Their first interactions are pure opposites‑attract energy, Julian, all stoic competence and emotional lockdown, Romeo, all warmth, humour, and stubborn optimism.  Their relationship develops in the cracks, between each crises, between responsibilities, between the moments when Julian forgets to push Romeo away and Romeo forgets he’s supposed to keep his distance.

What makes their romance compelling is that both men are fighting battles the other can’t see.  Julian thinks loving someone is a step to far, locked in his grief from the parents he lost romance seems too far out of reach.  Romeo fears he’s too much, too needy, too hopeful for someone as self‑contained as Julian.  And yet they keep choosing each other, even when it’s messy, even when it hurts.

Welch excels at side characters who don’t just decorate the story.  Julian’s crew at the One Thirteen are the brothers he built for himself, the ones who see through his stoicism and quietly hold him up.  Romeo’s sister is his anchor, the person who taught him that love doesn’t have to be conditional.  Their circles overlap in ways that force both men to confront the truth: they’re not alone, and they don’t have to rely solely on their own.  The community around them becomes the scaffolding that lets their relationship grow. Every friend who nudges, every sibling who supports, every colleague who refuses to let Julian retreat, these moments matter.

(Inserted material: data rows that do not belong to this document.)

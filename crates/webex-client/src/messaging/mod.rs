//! Messaging services
//!
//! Rooms, messages, people, teams, room and team memberships, and webhooks.
//! Each service is a thin, cloneable handle over the shared
//! [`RestSession`](crate::rest::RestSession).

mod memberships;
mod messages;
mod people;
mod rooms;
mod teams;
mod webhooks;

pub use memberships::{
    Membership, MembershipCreateRequest, MembershipListOptions, MembershipUpdateRequest,
    MembershipsService, TeamMembership, TeamMembershipCreateRequest, TeamMembershipUpdateRequest,
    TeamMembershipsService,
};
pub use messages::{
    Attachment, Message, MessageCreateRequest, MessageDirectListOptions, MessageListOptions,
    MessageUpdateRequest, MessagesService,
};
pub use people::{Address, PeopleListOptions, PeopleService, Person, PersonRequest, PhoneNumber, SipAddress};
pub use rooms::{Room, RoomListOptions, RoomMeetingInfo, RoomRequest, RoomsService};
pub use teams::{Team, TeamRequest, TeamsService};
pub use webhooks::{Webhook, WebhookCreateRequest, WebhookUpdateRequest, WebhooksService};
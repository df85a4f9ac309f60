//! µDCN forwarding plane.
//!
//! Facade over the workspace crates: packet types and counters live in
//! [`common`], the pipelines and their tables in [`forwarder`].

pub use rust_udcn_common as common;
pub use rust_udcn_forwarder as forwarder;

pub use rust_udcn_common::{
    ndn::{Data, Interest, Nack, NackReason, Name},
    tags::Tags,
    types::{FaceId, FaceScope, LinkType},
    Error, Result,
};
pub use rust_udcn_forwarder::{
    ChannelFace, FaceEvent, Forwarder, ForwarderConfig, ForwarderRuntime, SatisfyPolicy,
};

Both men face real, tangible obstacles.  Julian’s grief and his belief that he’s too broken to love again.  Romeo’s displacement, trauma, and fear of being unwanted.  External pressures from their jobs, their pasts, and the sheer unpredictability of life.  They don’t overcome these things for each other, they overcome them with each other.

Their relationship becomes a partnership forged in fire and rebuilt from rubble. They learn to communicate, to trust, to let themselves be seen. They learn that love isn’t a burden; it’s a lifeline.

Blowing a Fuse is a story about two men who have every reason to give up on love and every reason not to. Julian and Romeo don’t fall together easily; they choose each other, even when it’s hard, even when it scares them.  By the end, they’re not just surviving. They’re building a life filled with warmth, laughter, and the kind of love that doesn’t erase the past but makes the future possible.

It’s tender, it’s gritty, it’s hopeful, and it’s exactly the kind of emotionally rich, character‑driven romance you devour in one sitting.